I was born in Bournemouth, Dorset which was the biggest centre of ELT teaching in the UK outside of London, so it was inevitable that I would eventually get involved with ELT. I studied American Studies / Political Studies at Hull University with a Drama subsiduary. My first ELT job was as a first year university student teaching eight German teenagers in my mother’s front room, which was a pleasant change from selling ice cream on the beach. I used to call the material English for Zookeepers because it consisted of lists of things like ‘An ass brays. An ape gibbers’ and ‘drake, duck, duckling’. I had the sense to toss it in the bin and evolve strategies for teaching from Beatles, Paul Simon and Bob Dylan lyrics instead and soon doubled my class size. This was highly beneficial, because you were paid £1 per student per week. I did that for four summers. In the evenings, I was a lime light operator at Bournemouth Winter Gardens, casting the beam on Frankie Vaughan, Tommy Cooper, Tom Jones and Ken Dodd among others. One of the most useful bits of teacher training was watching someone do the same act twice-nightly, telling the same stories and jokes, six nights a week for an entire summer.

Hull, 1967
I went on to do a research MA in English and American Studies supervised by Malcolm Bradbury at the University of East Anglia, on Hollywood & The Novel, and then briefly worked as a road manager with what later became a well-known rock band. I fully intended to teach film studies, but I got diverted. The band were taking time off the road to work in new members and work on a new album, so I thought I’d work for a couple of months teaching. I re-entered ELT at the Anglo-Continental School of English in early 1971, where my first supervisor was Colin Granger, I sat next to Guy Wellman in the staffroom, and Leo Jones was just upstairs. Alan McInnes, who employed me and was the Director of Studies, was a major influence, especially on the need for clear, transparent, foolproof teachers notes. He told me to spend my first day watching Colin and Guy teach, and at 9 o’clock the next morning I was in front of a class clutching what was known to students as “the monkey book” but to others as Success With English by Geoffrey Broughton. It was illustrated by Quentin Blake, soon to be a major children’s illustrator and I hated the pictures in that series. So much so that when Quentin Blake was put forward as the potential illustrator for my first book, Survival English, I vetoed the choice. Then I handed back the roughs … originals. They’re probably worth a great deal now.
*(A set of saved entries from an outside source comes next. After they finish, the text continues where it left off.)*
//! Canned trivia per destination city. None of the facts name the city itself.

pub(super) const FALLBACK_FACTS: &[&str] = &[
    "This destination is famous for its unique blend of ancient and modern architecture.",
    "The local cuisine here has been perfected over centuries and attracts food lovers worldwide.",
    "A world-renowned annual festival draws visitors from across the globe to this destination.",
    "The historic old town contains buildings and traditions dating back several hundred years.",
    "This city sits at the crossroads of ancient trade routes that shaped its diverse culture.",
];
use actix_web::{error::InternalError, get, post, web, HttpRequest, HttpResponse};
use serde::Deserialize;
use serde_json::json;
use tracing::warn;

use crate::{
    errors::GameResult,
    hub::messages::ViewerCount,
    models::{Difficulty, EndGameRequest, GuessRequest, StartGameRequest},
    store::clamp_limit,
    viewer::viewer_ws_route,
    AppState,
};

pub const DEFAULT_FLIGHTS_LIMIT: usize = 50;

#[derive(Debug, Deserialize)]
pub struct ListQuery {
    pub difficulty: Option<String>,
    pub limit: Option<usize>,
}

fn parse_difficulty(raw: Option<&str>) -> GameResult<Option<Difficulty>> {
    match raw.map(str::trim) {
        None | Some("") => Ok(None),
        Some(value) => value.parse().map(Some),
    }
}

/// POST /api/game/start
#[post("/api/game/start")]
pub async fn start_game(
    state: web::Data<AppState>,
    body: web::Json<StartGameRequest>,
) -> GameResult<HttpResponse> {
    let body = body.into_inner();
    let response = state.engine.start(&body.username, body.difficulty).await?;
    Ok(HttpResponse::Ok().json(response))
}

/// POST /api/game/guess
#[post("/api/game/guess")]
pub async fn submit_guess(
    state: web::Data<AppState>,
    body: web::Json<GuessRequest>,
) -> GameResult<HttpResponse> {
    let response = state
        .engine
        .guess(body.session_id, &body.airport_iata, body.confidence)
        .await?;
    Ok(HttpResponse::Ok().json(response))
}

/// POST /api/game/end
#[post("/api/game/end")]
pub async fn end_game(
    state: web::Data<AppState>,
    body: web::Json<EndGameRequest>,
) -> GameResult<HttpResponse> {
    let response = state.engine.end(body.session_id).await?;
    Ok(HttpResponse::Ok().json(response))
}

/// GET /api/flights?difficulty=&limit=
/// Positions only. Destinations never leave the server through this route.
#[get("/api/flights")]
pub async fn list_flights(
    state: web::Data<AppState>,
    query: web::Query<ListQuery>,
) -> GameResult<HttpResponse> {
    let difficulty = parse_difficulty(query.difficulty.as_deref())?;
    let limit = query.limit.unwrap_or(DEFAULT_FLIGHTS_LIMIT);
    let flights = state.flights.positions(difficulty, Some(limit));
    Ok(HttpResponse::Ok().json(json!({
        "flights": flights,
        "count": flights.len(),
    })))
}

#[get("/api/airports")]
pub async fn list_airports(state: web::Data<AppState>) -> HttpResponse {
    let airports = state.flights.catalog().airports();
    HttpResponse::Ok().json(json!({
        "airports": airports,
        "count": airports.len(),
    }))
}

/// GET /api/leaderboard?difficulty=&limit=
#[get("/api/leaderboard")]
pub async fn leaderboard(
    state: web::Data<AppState>,
    query: web::Query<ListQuery>,
) -> GameResult<HttpResponse> {
    let difficulty = parse_difficulty(query.difficulty.as_deref())?;
    let entries = state
        .leaderboard
        .leaderboard(difficulty, clamp_limit(query.limit))
        .await?;
    Ok(HttpResponse::Ok().json(json!({
        "leaderboard": entries,
        "count": entries.len(),
        "difficulty": difficulty.map(|d| d.as_str()).unwrap_or("all"),
    })))
}

#[get("/health")]
pub async fn health(state: web::Data<AppState>) -> HttpResponse {
    let viewers = match state.hub_addr.send(ViewerCount).await {
        Ok(count) => count,
        Err(e) => {
            warn!("Hub did not answer the viewer count: {}", e);
            0
        }
    };
    HttpResponse::Ok().json(json!({
        "status": "ok",
        "flights": state.flights.catalog().len(),
        "viewers": viewers,
        "timestamp": chrono::Utc::now().to_rfc3339(),
    }))
}

/// Malformed JSON bodies get the same `{"error": ...}` shape as game errors.
fn json_error_handler(err: actix_web::error::JsonPayloadError, _req: &HttpRequest) -> actix_web::Error {
    let response = HttpResponse::BadRequest().json(json!({ "error": err.to_string() }));
    InternalError::from_response(err, response).into()
}

pub fn configure_routes(cfg: &mut web::ServiceConfig) {
    cfg.app_data(web::JsonConfig::default().error_handler(json_error_handler))
        .service(start_game)
        .service(submit_guess)
        .service(end_game)
        .service(list_flights)
        .service(list_airports)
        .service(leaderboard)
        .service(health)
        .service(viewer_ws_route);
}

#[cfg(test)]
mod tests {
    use super::*;
    use crate::errors::GameError;

    #[test]
    fn difficulty_query_is_optional_but_validated() {
        assert_eq!(parse_difficulty(None).unwrap(), None);
        assert_eq!(parse_difficulty(Some(" ")).unwrap(), None);
        assert_eq!(
            parse_difficulty(Some("hard")).unwrap(),
            Some(Difficulty::Hard)
        );
        assert!(matches!(
            parse_difficulty(Some("extreme")),
            Err(GameError::InvalidDifficulty { .. })
        ));
    }
}
use lazy_static::lazy_static;
use prometheus::{opts, IntCounter, IntCounterVec, IntGauge, Opts, Registry};

lazy_static! {
    // 레지스트리 등록은 register_custom_metrics 에서 수동으로 수행합니다.

    /// Successful catalog refreshes (provider or cache).
    pub static ref FLIGHT_REFRESH_TOTAL: IntCounter =
        IntCounter::with_opts(opts!("flight_refresh_total", "Total successful flight catalog refreshes")).unwrap();

    /// Refresh attempts that kept the previous catalog.
    pub static ref FLIGHT_REFRESH_FAILURES_TOTAL: IntCounter =
        IntCounter::with_opts(opts!("flight_refresh_failures_total", "Flight refreshes that failed and kept the last good catalog")).unwrap();

    pub static ref FLIGHT_CATALOG_SIZE: IntGauge =
        IntGauge::with_opts(opts!("flight_catalog_size", "Number of flights in the current catalog")).unwrap();

    /// Viewers currently attached to the live feed.
    pub static ref ACTIVE_VIEWERS: IntGauge =
        IntGauge::with_opts(opts!("active_viewers", "Number of live feed connections registered with the hub")).unwrap();

    pub static ref STALLED_VIEWERS_DROPPED_TOTAL: IntCounter =
        IntCounter::with_opts(opts!("stalled_viewers_dropped_total", "Viewers dropped because their outbound queue was full")).unwrap();

    pub static ref GAMES_STARTED_TOTAL: IntCounterVec =
        IntCounterVec::new(Opts::new("games_started_total", "Total games started by difficulty"), &[
            "difficulty",
        ])
        .unwrap();

    pub static ref GAMES_COMPLETED_TOTAL: IntCounterVec =
        IntCounterVec::new(Opts::new("games_completed_total", "Total games completed by difficulty"), &[
            "difficulty",
        ])
        .unwrap();

    pub static ref GUESSES_TOTAL_BY_CATEGORY: IntCounterVec =
        IntCounterVec::new(
            Opts::new("guesses_total_by_category", "Total scored guesses by match category"),
            &["category"],
        )
        .unwrap();

    /// Durable store failures that switched the process to in-memory storage.
    pub static ref PERSISTENCE_DEGRADED_TOTAL: IntCounter =
        IntCounter::with_opts(opts!("persistence_degraded_total", "Times the durable store failed and memory fallback served the call")).unwrap();

    pub static ref LEADERBOARD_WRITE_FAILURES_TOTAL: IntCounter =
        IntCounter::with_opts(opts!("leaderboard_write_failures_total", "Leaderboard writes that failed after a game ended")).unwrap();
}

/// Registers all custom metrics defined in this crate to the given registry.
///
/// Call once during service startup so the collectors are available for scraping.
pub fn register_custom_metrics(registry: &Registry) -> Result<(), prometheus::Error> {
    registry.register(Box::new(FLIGHT_REFRESH_TOTAL.clone()))?;
    registry.register(Box::new(FLIGHT_REFRESH_FAILURES_TOTAL.clone()))?;
    registry.register(Box::new(FLIGHT_CATALOG_SIZE.clone()))?;
    registry.register(Box::new(ACTIVE_VIEWERS.clone()))?;
    registry.register(Box::new(STALLED_VIEWERS_DROPPED_TOTAL.clone()))?;
    registry.register(Box::new(GAMES_STARTED_TOTAL.clone()))?;
    registry.register(Box::new(GAMES_COMPLETED_TOTAL.clone()))?;
    registry.register(Box::new(GUESSES_TOTAL_BY_CATEGORY.clone()))?;
    registry.register(Box::new(PERSISTENCE_DEGRADED_TOTAL.clone()))?;
    registry.register(Box::new(LEADERBOARD_WRITE_FAILURES_TOTAL.clone()))?;
    Ok(())
}
use std::sync::Arc;

use crate::{
    geo::{bearing_degrees, Coordinates},
    hints::CityFacts,
    models::{Airport, Difficulty, DisplayFlight, Flight},
    rng::GameRng,
};

/// Used when the departure airport has no position.
pub const DEFAULT_ORIGIN: Coordinates = Coordinates::new(40.0, -74.0);

const MIN_OFFSET_DEG: f64 = 0.3;
const MAX_OFFSET_DEG: f64 = 1.0;

/// Plausible airborne telemetry near the departure airport.
#[derive(Debug, Clone, Copy, PartialEq)]
pub struct SimulatedFix {
    pub latitude: f64,
    pub longitude: f64,
    pub altitude: f64,
    pub speed: f64,
    pub direction: f64,
    pub vertical_speed: f64,
}

/// A point 0.3-1.0 degrees from the origin, heading toward the destination, with
/// cruise-like altitude and speed. Unknown destinations are treated as 5/5 degrees
/// north-east of the origin.
pub fn simulate_fix(rng: &GameRng, departure: &Airport, arrival: &Airport) -> SimulatedFix {
    let origin = departure.coordinates().unwrap_or(DEFAULT_ORIGIN);
    let target = arrival.coordinates().unwrap_or(Coordinates::new(
        origin.latitude + 5.0,
        origin.longitude + 5.0,
    ));

    // 출발 공항 주변 0.3~1.0도 반경의 임의 지점
    let offset = MIN_OFFSET_DEG + rng.unit() * (MAX_OFFSET_DEG - MIN_OFFSET_DEG);
    let angle = rng.unit() * 2.0 * std::f64::consts::PI;
    let shown = Coordinates::new(
        origin.latitude + offset * angle.cos(),
        origin.longitude + offset * angle.sin(),
    );

    SimulatedFix {
        latitude: shown.latitude,
        longitude: shown.longitude,
        altitude: 28000.0 + rng.unit() * 10000.0,
        speed: 420.0 + rng.unit() * 100.0,
        direction: bearing_degrees(shown, target),
        vertical_speed: -500.0 + rng.unit() * 1000.0,
    }
}

/// Builds the masked, jittered view of a flight that a player gets to see.
pub struct DisplayPreparer {
    rng: Arc<GameRng>,
    facts: Arc<CityFacts>,
}

impl DisplayPreparer {
    pub fn new(rng: Arc<GameRng>, facts: Arc<CityFacts>) -> Self {
        Self { rng, facts }
    }

    pub fn prepare(&self, flight: &Flight, difficulty: Difficulty) -> DisplayFlight {
        let fix = simulate_fix(&self.rng, &flight.departure, &flight.arrival);

        let mut display = DisplayFlight {
            id: flight.id.clone(),
            callsign: flight.callsign.clone(),
            flight_number: flight.flight_number.clone(),
            latitude: fix.latitude,
            longitude: fix.longitude,
            altitude: fix.altitude,
            speed: fix.speed,
            direction: fix.direction,
            vertical_speed: fix.vertical_speed,
            status: flight.status.clone(),
            departure: flight.departure.clone(),
            arrival: Airport::masked_destination(),
            aircraft: flight.aircraft.clone(),
            airline: flight.airline.clone(),
            hint: None,
            updated_at: flight.updated_at,
        };

        match difficulty {
            Difficulty::Easy => {
                display.hint = self.facts.fact_for(&flight.id, &flight.arrival.city);
            }
            Difficulty::Medium => {
                display.flight_number.clear();
                display.callsign.clear();
            }
            Difficulty::Hard => {
                display.flight_number.clear();
                display.callsign.clear();
                display.airline = Default::default();
                display.departure = Airport::masked_origin();
            }
        }

        display
    }
}

#[cfg(test)]
mod tests {
    use chrono::Utc;

    use super::*;
    use crate::models::{Aircraft, Airline};

    fn preparer(seed: u64) -> DisplayPreparer {
        let rng = Arc::new(GameRng::seeded(seed));
        DisplayPreparer::new(rng.clone(), Arc::new(CityFacts::new(rng)))
    }

    fn airport(iata: &str, city: &str, lat: f64, lon: f64) -> Airport {
        Airport {
            iata: iata.to_string(),
            icao: format!("K{iata}"),
            name: format!("{city} Airport"),
            city: city.to_string(),
            country: "USA".to_string(),
            latitude: lat,
            longitude: lon,
        }
    }

    fn flight(departure: Airport, arrival: Airport) -> Flight {
        Flight {
            id: "a1b2c3".to_string(),
            icao24: "a1b2c3".to_string(),
            callsign: "DAL123".to_string(),
            latitude: 10.0,
            longitude: 10.0,
            altitude: 1000.0,
            speed: 100.0,
            direction: 5.0,
            vertical_speed: 0.0,
            status: "active".to_string(),
            departure,
            arrival,
            aircraft: Aircraft {
                icao: "B738".to_string(),
                ..Default::default()
            },
            airline: Airline {
                iata: "DL".to_string(),
                icao: "DAL".to_string(),
                name: "Delta".to_string(),
            },
            flight_number: "DL123".to_string(),
            updated_at: Utc::now(),
        }
    }

    fn jfk_to_lax() -> Flight {
        flight(
            airport("JFK", "New York", 40.6413, -73.7781),
            airport("LAX", "Los Angeles", 33.9425, -118.4081),
        )
    }

    #[test]
    fn destination_masked_and_position_near_origin_at_every_difficulty() {
        let preparer = preparer(11);
        let source = jfk_to_lax();
        for difficulty in Difficulty::ALL {
            for _ in 0..50 {
                let shown = preparer.prepare(&source, difficulty);
                assert_eq!(shown.arrival, Airport::masked_destination());
                let d_lat = shown.latitude - 40.6413;
                let d_lon = shown.longitude + 73.7781;
                let offset = (d_lat * d_lat + d_lon * d_lon).sqrt();
                assert!(offset >= 0.3 - 1e-9 && offset <= 1.0 + 1e-9, "offset {offset}");
                assert!((28000.0..=38000.0).contains(&shown.altitude));
                assert!((420.0..=520.0).contains(&shown.speed));
                assert!((-500.0..=500.0).contains(&shown.vertical_speed));
                assert!((0.0..360.0).contains(&shown.direction));
            }
        }
    }

    #[test]
    fn unknown_departure_uses_default_origin() {
        let preparer = preparer(5);
        let source = flight(Airport::unresolved("ZZZ"), Airport::unresolved("YYY"));
        let shown = preparer.prepare(&source, Difficulty::Hard);
        let d_lat = shown.latitude - DEFAULT_ORIGIN.latitude;
        let d_lon = shown.longitude - DEFAULT_ORIGIN.longitude;
        assert!((d_lat * d_lat + d_lon * d_lon).sqrt() <= 1.0 + 1e-9);
    }

    #[test]
    fn easy_keeps_details_and_adds_stable_hint() {
        let preparer = preparer(9);
        let source = jfk_to_lax();
        let first = preparer.prepare(&source, Difficulty::Easy);
        let second = preparer.prepare(&source, Difficulty::Easy);
        assert_eq!(first.flight_number, "DL123");
        assert_eq!(first.callsign, "DAL123");
        assert_eq!(first.departure.iata, "JFK");
        assert!(first.hint.is_some());
        assert_eq!(first.hint, second.hint);
    }

    #[test]
    fn medium_strips_flight_number_and_callsign() {
        let shown = preparer(2).prepare(&jfk_to_lax(), Difficulty::Medium);
        assert!(shown.flight_number.is_empty());
        assert!(shown.callsign.is_empty());
        assert_eq!(shown.airline.name, "Delta");
        assert_eq!(shown.departure.iata, "JFK");
        assert!(shown.hint.is_none());
    }

    #[test]
    fn hard_masks_origin_and_carrier() {
        let shown = preparer(2).prepare(&jfk_to_lax(), Difficulty::Hard);
        assert_eq!(shown.departure, Airport::masked_origin());
        assert_eq!(shown.airline, Airline::default());
        assert!(shown.flight_number.is_empty());
        assert!(shown.callsign.is_empty());
    }

    #[test]
    fn same_seed_same_display() {
        let source = jfk_to_lax();
        let a = preparer(77).prepare(&source, Difficulty::Medium);
        let b = preparer(77).prepare(&source, Difficulty::Medium);
        assert_eq!(a.latitude, b.latitude);
        assert_eq!(a.longitude, b.longitude);
        assert_eq!(a.direction, b.direction);
    }
}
Anglo-Continental produced much of its own teaching material, and we were encouraged to write and record from an early stage. In those days, they believed that the school should have distinct material. Colin was writing a series of dialogues about two old men called Bill & Fred, who did all the normal structural/ functional / situational stuff but were ancient, crabby, crusty old boys. It worked perfectly with younger students, and often Colin would write in the morning, then we’d spend lunchtime recording the dialogues in the school studio, and we’d teach them the next morning. I assumed that was what everyone did. I also assumed that a humorous larger-than-life situation worked better than a bland one.
There was a weekly stage show for students, run by Colin Granger, and the restaurant converted to a 400 seat theatre, which was always full. I told Colin I’d done a drama subsiduary and I was soon taking part with Colin and Guy. In vain I explained that I’d specialized in production not acting. I met my wife and co-author Karen when she was brought in to do shows. In 1971, there were only two women teachers on the staff (!) and we had serious trouble finding women to do the shows. Karen had studied drama with Nick Keeping (short obituary linked here) who was also teaching there, and Nick introduced her.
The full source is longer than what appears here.